In Hamel, supra, the employee worked as a house-to-house salesman. He was authorized to use his employer’s truck in making the house calls, and to keep the truck at his home. His hours of employment were from 9:00 a.m. until he completed his calls. He was killed in a motor vehicle accident while driving home.Id. at 628-629.
Contrary to the dissent’s view, the mere fact that the employee did not have a fixed place of employment to which he reported every work day of every week, does not mean, as a matter of law, that he was a “traveling employee.” It is not an “either/or” proposition.
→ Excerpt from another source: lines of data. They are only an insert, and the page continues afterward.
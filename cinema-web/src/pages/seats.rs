//! `/seats/:showtime_id`: live availability with a backend hold that follows
//! the selection.
//!
//! Every added seat re-holds the whole selection under one session id. The
//! hold is extended once near the end; on expiry the selection and session
//! are dropped and the map is refetched. Seats still held when the page goes
//! away are released, by `sendBeacon` if the tab is closing.

use super::live_hold::{TICK_MS, use_hold_view};
use super::{EmptyState, Loading, aisles, hall_config, load_hall};
use crate::api;
use crate::app::session::use_session;
use crate::app::state::{CheckoutDraft, use_checkout_draft};
use crate::components::toast::use_toaster;
use crate::components::ticket_picker::max_tickets;
use crate::components::{CheckoutGate, HoldTimer, PriceSummary, SeatMap, TicketPicker};
use crate::dom::{self, Interval, WindowListener};
use crate::i18n::{fmt_currency, fmt_show_date, t};
use crate::router::Route;
use cinema_core::api::endpoints;
use cinema_core::checkout::TicketCounts;
use cinema_core::hold::{HoldPolicy, Toggle};
use cinema_core::layout::LayoutConfig;
use cinema_core::models::{Seat, Showtime};
use cinema_core::numbers::usize_to_i64;
use cinema_core::pricing::{CheckoutPreview, seats_total};
use cinema_core::seatmap::group_by_row;
use wasm_bindgen_futures::spawn_local;
use yew::prelude::*;
use yew_router::prelude::*;

#[derive(Properties, PartialEq)]
pub struct Props {
    pub showtime_id: i64,
}

#[function_component(SeatsPage)]
pub fn seats_page(props: &Props) -> Html {
    let showtime_id = props.showtime_id;
    let session = use_session();
    let toaster = use_toaster();
    let navigator = use_navigator();
    let location = use_location();
    let draft = use_checkout_draft();

    let view = use_hold_view(showtime_id, HoldPolicy::Rehold, toaster.clone());
    let handed_off = use_mut_ref(|| false);
    let showtime = use_state(|| None::<Showtime>);
    let layout = use_state(|| None::<LayoutConfig>);
    let tickets = use_state(|| {
        location
            .as_ref()
            .and_then(|l| l.query::<TicketCounts>().ok())
            .map(|counts| counts.capped(max_tickets()))
            .unwrap_or_default()
    });

    {
        let view = view.clone();
        let showtime = showtime.clone();
        let layout = layout.clone();
        let handed_off = handed_off.clone();
        use_effect_with(showtime_id, move |&showtime_id| {
            view.load_seats();
            view.sync();
            {
                let view = view.clone();
                spawn_local(async move {
                    match api::get::<Showtime>(endpoints::showtime(showtime_id)).await {
                        Ok(found) => {
                            let hall = load_hall(found.cinema_id, found.hall_id).await;
                            layout.set(hall_config(hall.as_ref()));
                            showtime.set(Some(found));
                        }
                        Err(err) => {
                            log::error!("showtime {showtime_id}: {err}");
                            view.toaster
                                .error(err.user_message(&t("seats.showtime_failed")));
                        }
                    }
                });
            }

            let ticker = {
                let view = view.clone();
                Interval::new(TICK_MS, move || view.tick())
            };

            let on_pagehide = {
                let view = view.clone();
                let handed_off = handed_off.clone();
                WindowListener::new("pagehide", move |_| {
                    if *handed_off.borrow() {
                        return;
                    }
                    if let Some(url) = view.beacon_url()
                        && !dom::send_beacon(&url)
                    {
                        log::warn!("release beacon for showtime {showtime_id} was not queued");
                    }
                })
            };

            move || {
                drop(ticker);
                drop(on_pagehide);
                if !*handed_off.borrow() {
                    view.release_all();
                }
            }
        });
    }

    let on_toggle = {
        let view = view.clone();
        let email = session.user.as_ref().map(|u| u.email.clone());
        Callback::from(move |seat: Seat| {
            if view.toggle(&seat) == Some(Toggle::Added) {
                view.request_hold(email.clone());
            }
        })
    };

    let on_tickets = {
        let tickets = tickets.clone();
        Callback::from(move |counts: TicketCounts| tickets.set(counts))
    };

    let Some(current) = (*showtime).clone() else {
        return html! { <main id="main" class="page"><Loading /></main> };
    };

    let selected_count = view.selected.len();
    let holding = view.remaining.is_some();
    let seat_estimate = seats_total(current.price, view.selected.iter().map(|s| s.seat_type));
    let preview = CheckoutPreview::compute(current.price, usize_to_i64(selected_count), 0, 0, 0);

    let on_continue = {
        let coordinator = view.coordinator.clone();
        let handed_off = handed_off.clone();
        let toaster = toaster.clone();
        let counts = *tickets;
        let current = current.clone();
        Callback::from(move |_: MouseEvent| {
            let next = {
                let coordinator = coordinator.borrow();
                coordinator.session().cloned().map(|session_id| CheckoutDraft {
                    showtime: current.clone(),
                    session_id,
                    selection: coordinator.selection().clone(),
                    tickets: counts,
                    hold_expires_at: coordinator.expires_at(),
                })
            };
            let (Some(next), Some(slot)) = (next, draft.as_ref()) else {
                toaster.error(t("seats.hold_failed"));
                return;
            };
            *handed_off.borrow_mut() = true;
            slot.set(Some(next));
            if let Some(nav) = navigator.as_ref() {
                nav.push(&Route::Checkout);
            }
        })
    };

    let (row_aisles, column_aisles) = aisles(layout.as_ref());
    let labels: Vec<String> = view.selected.iter().map(|s| s.label.clone()).collect();

    html! {
        <main id="main" class="page seats-page">
            <header class="booking-header">
                <h1>{ current.movie_name.clone() }</h1>
                <p class="booking-meta">
                    <span>{ current.cinema_name.clone() }</span>
                    <span>{ current.hall_name.clone() }</span>
                    <span>{ fmt_show_date(&current.show_date) }</span>
                    <span>{ current.start_hhmm().to_string() }</span>
                    <span>{ fmt_currency(current.price) }</span>
                </p>
                <HoldTimer remaining={*view.remaining} />
            </header>
            <div class="booking-layout">
                { match view.seats.as_ref() {
                    None => html! { <Loading /> },
                    Some(list) if list.is_empty() => html! { <EmptyState message={t("seats.none")} /> },
                    Some(list) => html! {
                        <SeatMap
                            rows={group_by_row(list)}
                            selected={view.selected.iter().map(|s| s.seat_id).collect::<Vec<_>>()}
                            {on_toggle}
                            own_session={(*view.own_session).clone().map(AttrValue::from)}
                            base_price={current.price}
                            {row_aisles}
                            {column_aisles}
                        />
                    },
                } }
                <aside class="booking-side">
                    <TicketPicker counts={*tickets} on_change={on_tickets} />
                    <p class="selected-seats">{ format!("{}: {}", t("seats.selected"), labels.join(", ")) }</p>
                    <PriceSummary {preview} seats={selected_count} />
                    <CheckoutGate
                        selected={selected_count}
                        tickets={tickets.total()}
                        held={holding}
                        seat_estimate={Some(seat_estimate)}
                        label={t("seats.to_checkout")}
                        {on_continue}
                    />
                </aside>
            </div>
        </main>
    }
}
//! Resolve the booking page's `?cinema=&movie=&date=&time=` query into a
//! concrete movie, cinema and showtime.

use crate::models::{Cinema, Movie, Showtime};
use chrono::{NaiveDate, NaiveTime, Timelike};
use std::collections::BTreeMap;
use thiserror::Error;

#[derive(Debug, Clone, PartialEq, Eq, Error)]
pub enum QueryError {
    #[error("missing `{0}` parameter")]
    Missing(&'static str),
    #[error("invalid `{field}` parameter: {value}")]
    Invalid { field: &'static str, value: String },
}

#[derive(Debug, Clone, PartialEq, Eq, Error)]
pub enum CatalogError {
    #[error("movie {0} not found")]
    MovieNotFound(i64),
    #[error("cinema {0} not found")]
    CinemaNotFound(i64),
    #[error("no showtime at {time} on {date}")]
    NoShowtime { date: NaiveDate, time: NaiveTime },
    #[error("showtime {0} is not open for booking")]
    NotBookable(i64),
}

impl CatalogError {
    #[must_use]
    pub const fn i18n_key(&self) -> &'static str {
        match self {
            Self::MovieNotFound(_) => "booking.movie_not_found",
            Self::CinemaNotFound(_) => "booking.cinema_not_found",
            Self::NoShowtime { .. } => "booking.no_showtime",
            Self::NotBookable(_) => "booking.not_bookable",
        }
    }
}

#[derive(Debug, Clone, Copy, PartialEq, Eq)]
pub struct BookingQuery {
    pub cinema_id: i64,
    pub movie_id: i64,
    pub date: NaiveDate,
    pub time: NaiveTime,
}

fn parse_time(raw: &str) -> Option<NaiveTime> {
    NaiveTime::parse_from_str(raw, "%H:%M")
        .or_else(|_| NaiveTime::parse_from_str(raw, "%H:%M:%S"))
        .ok()
}

impl BookingQuery {
    /// Parse a query string, with or without the leading `?`.
    ///
    /// # Errors
    /// [`QueryError`] for the first missing or malformed parameter.
    pub fn parse(query: &str) -> Result<Self, QueryError> {
        let params: BTreeMap<String, String> =
            url::form_urlencoded::parse(query.trim_start_matches('?').as_bytes())
                .map(|(k, v)| (k.into_owned(), v.trim().to_string()))
                .filter(|(_, v)| !v.is_empty())
                .collect();
        let field = |name: &'static str| params.get(name).ok_or(QueryError::Missing(name));
        let invalid = |name: &'static str, value: &str| QueryError::Invalid {
            field: name,
            value: value.to_string(),
        };

        let cinema = field("cinema")?;
        let movie = field("movie")?;
        let date = field("date")?;
        let time = field("time")?;
        Ok(Self {
            cinema_id: cinema.parse().map_err(|_| invalid("cinema", cinema))?,
            movie_id: movie.parse().map_err(|_| invalid("movie", movie))?,
            date: NaiveDate::parse_from_str(date, "%Y-%m-%d").map_err(|_| invalid("date", date))?,
            time: parse_time(time).ok_or_else(|| invalid("time", time))?,
        })
    }

    /// The query for booking `showtime`, when its date and time parse.
    #[must_use]
    pub fn for_showtime(showtime: &Showtime) -> Option<Self> {
        Some(Self {
            cinema_id: showtime.cinema_id,
            movie_id: showtime.movie_id,
            date: NaiveDate::parse_from_str(&showtime.show_date, "%Y-%m-%d").ok()?,
            time: parse_time(showtime.start_hhmm())?,
        })
    }

    #[must_use]
    pub fn query_pairs(&self) -> Vec<(&'static str, String)> {
        vec![
            ("cinema", self.cinema_id.to_string()),
            ("movie", self.movie_id.to_string()),
            ("date", self.date.format("%Y-%m-%d").to_string()),
            ("time", self.time.format("%H:%M").to_string()),
        ]
    }

    /// Query string for links into the booking page.
    #[must_use]
    pub fn to_query_string(&self) -> String {
        url::form_urlencoded::Serializer::new(String::new())
            .extend_pairs(self.query_pairs())
            .finish()
    }

    /// Stable key naming this screening, used to seed the demo seat map.
    #[must_use]
    pub fn showtime_key(&self) -> String {
        format!(
            "cinema-{}/movie-{}/{}/{}",
            self.cinema_id,
            self.movie_id,
            self.date.format("%Y-%m-%d"),
            self.time.format("%H:%M")
        )
    }

    fn matches(&self, showtime: &Showtime) -> bool {
        showtime.movie_id == self.movie_id
            && NaiveDate::parse_from_str(&showtime.show_date, "%Y-%m-%d").is_ok_and(|d| d == self.date)
            && parse_time(showtime.start_hhmm()).is_some_and(|t| t == self.time.with_second(0).unwrap_or(t))
    }
}

/// First showtime of the queried movie at the queried date and minute.
///
/// # Errors
/// [`CatalogError::NoShowtime`] when nothing matches.
pub fn pick_showtime<'a>(showtimes: &'a [Showtime], query: &BookingQuery) -> Result<&'a Showtime, CatalogError> {
    showtimes
        .iter()
        .find(|s| query.matches(s))
        .ok_or(CatalogError::NoShowtime {
            date: query.date,
            time: query.time,
        })
}

/// Everything the booking page shows once the query resolved.
#[derive(Debug, Clone, PartialEq, Eq)]
pub struct BookingContext {
    pub movie: Movie,
    pub cinema: Cinema,
    pub showtime: Showtime,
}

/// Combine the results of the three sequential lookups.
///
/// # Errors
/// [`CatalogError`] for the first lookup that came back empty, or when the
/// matched showtime is not open for booking.
pub fn resolve(
    query: &BookingQuery,
    movie: Option<Movie>,
    cinema: Option<Cinema>,
    showtimes: &[Showtime],
) -> Result<BookingContext, CatalogError> {
    let movie = movie.ok_or(CatalogError::MovieNotFound(query.movie_id))?;
    let cinema = cinema.ok_or(CatalogError::CinemaNotFound(query.cinema_id))?;
    let showtime = pick_showtime(showtimes, query)?;
    if !showtime.status.is_bookable() {
        return Err(CatalogError::NotBookable(showtime.showtime_id));
    }
    Ok(BookingContext {
        movie,
        cinema,
        showtime: showtime.clone(),
    })
}

#[cfg(test)]
mod tests {
    use super::*;
    use crate::models::ShowtimeStatus;

    fn showtime(id: i64, movie: i64, date: &str, time: &str, status: ShowtimeStatus) -> Showtime {
        Showtime {
            showtime_id: id,
            movie_id: movie,
            movie_name: "Dune".into(),
            cinema_id: 2,
            cinema_name: "CGV Vincom".into(),
            hall_id: 1,
            hall_name: "Hall 1".into(),
            show_date: date.into(),
            start_time: time.into(),
            end_time: None,
            format_type: None,
            subtitle_language: None,
            price: 90_000,
            available_seats: None,
            status,
        }
    }

    fn movie() -> Movie {
        Movie {
            movie_id: 3,
            title: "Dune".into(),
            title_en: None,
            age_rating: None,
            duration: Some(166),
            poster_url: None,
            status: None,
        }
    }

    fn cinema() -> Cinema {
        Cinema {
            cinema_id: 2,
            chain_id: None,
            cinema_name: "CGV Vincom".into(),
            address: None,
            city: None,
            phone_number: None,
        }
    }

    #[test]
    fn parses_both_time_formats() {
        let q = BookingQuery::parse("?cinema=2&movie=3&date=2024-06-01&time=19:30").expect("query");
        let with_seconds = BookingQuery::parse("cinema=2&movie=3&date=2024-06-01&time=19:30:00").expect("query");
        assert_eq!(q, with_seconds);
        assert_eq!(q.to_query_string(), "cinema=2&movie=3&date=2024-06-01&time=19%3A30");
        assert_eq!(q.showtime_key(), "cinema-2/movie-3/2024-06-01/19:30");
    }

    #[test]
    fn reports_missing_and_malformed_parameters() {
        assert_eq!(
            BookingQuery::parse("cinema=2&movie=3&date=2024-06-01"),
            Err(QueryError::Missing("time"))
        );
        assert_eq!(
            BookingQuery::parse("cinema=2&movie=&date=2024-06-01&time=10:00"),
            Err(QueryError::Missing("movie"))
        );
        assert!(matches!(
            BookingQuery::parse("cinema=x&movie=3&date=2024-06-01&time=10:00"),
            Err(QueryError::Invalid { field: "cinema", .. })
        ));
        assert!(matches!(
            BookingQuery::parse("cinema=2&movie=3&date=01/06/2024&time=10:00"),
            Err(QueryError::Invalid { field: "date", .. })
        ));
    }

    #[test]
    fn picks_showtime_at_minute_precision() {
        let q = BookingQuery::parse("cinema=2&movie=3&date=2024-06-01&time=19:30").expect("query");
        let list = vec![
            showtime(1, 3, "2024-06-01", "17:00:00", ShowtimeStatus::Scheduled),
            showtime(2, 4, "2024-06-01", "19:30:00", ShowtimeStatus::Scheduled),
            showtime(3, 3, "2024-06-01", "19:30:00", ShowtimeStatus::Scheduled),
        ];
        assert_eq!(pick_showtime(&list, &q).map(|s| s.showtime_id), Ok(3));
        let ctx = resolve(&q, Some(movie()), Some(cinema()), &list).expect("resolved");
        assert_eq!(ctx.showtime.showtime_id, 3);
    }

    #[test]
    fn showtimes_link_back_to_their_query() {
        let st = showtime(3, 3, "2024-06-01", "19:30:00", ShowtimeStatus::Scheduled);
        let q = BookingQuery::for_showtime(&st).expect("query");
        assert_eq!(q.to_query_string(), "cinema=2&movie=3&date=2024-06-01&time=19%3A30");
        let odd = showtime(4, 3, "June 1st", "19:30", ShowtimeStatus::Scheduled);
        assert_eq!(BookingQuery::for_showtime(&odd), None);
    }

    #[test]
    fn resolution_stops_at_first_gap() {
        let q = BookingQuery::parse("cinema=2&movie=3&date=2024-06-01&time=19:30").expect("query");
        assert_eq!(
            resolve(&q, None, Some(cinema()), &[]),
            Err(CatalogError::MovieNotFound(3))
        );
        assert_eq!(
            resolve(&q, Some(movie()), None, &[]),
            Err(CatalogError::CinemaNotFound(2))
        );
        assert!(matches!(
            resolve(&q, Some(movie()), Some(cinema()), &[]),
            Err(CatalogError::NoShowtime { .. })
        ));
        let cancelled = vec![showtime(9, 3, "2024-06-01", "19:30", ShowtimeStatus::Cancelled)];
        assert_eq!(
            resolve(&q, Some(movie()), Some(cinema()), &cancelled),
            Err(CatalogError::NotBookable(9))
        );
    }
}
While the employee’s commute from home may have varied daily due to the changing job sites, [6] he does not fit the model of the traveling employee as reflected in Dow, supra,Fedders, supra, and Hamel, supra. In those cases, the work performed by those employees entailed traveling to and between numerous work-related destinations within a single work day. Mr. Rose, on the other hand, traveled to only one destination on October 30, 2006, and was traveling to only one destination, the Lexington job site, on the day of the motor vehicle accident.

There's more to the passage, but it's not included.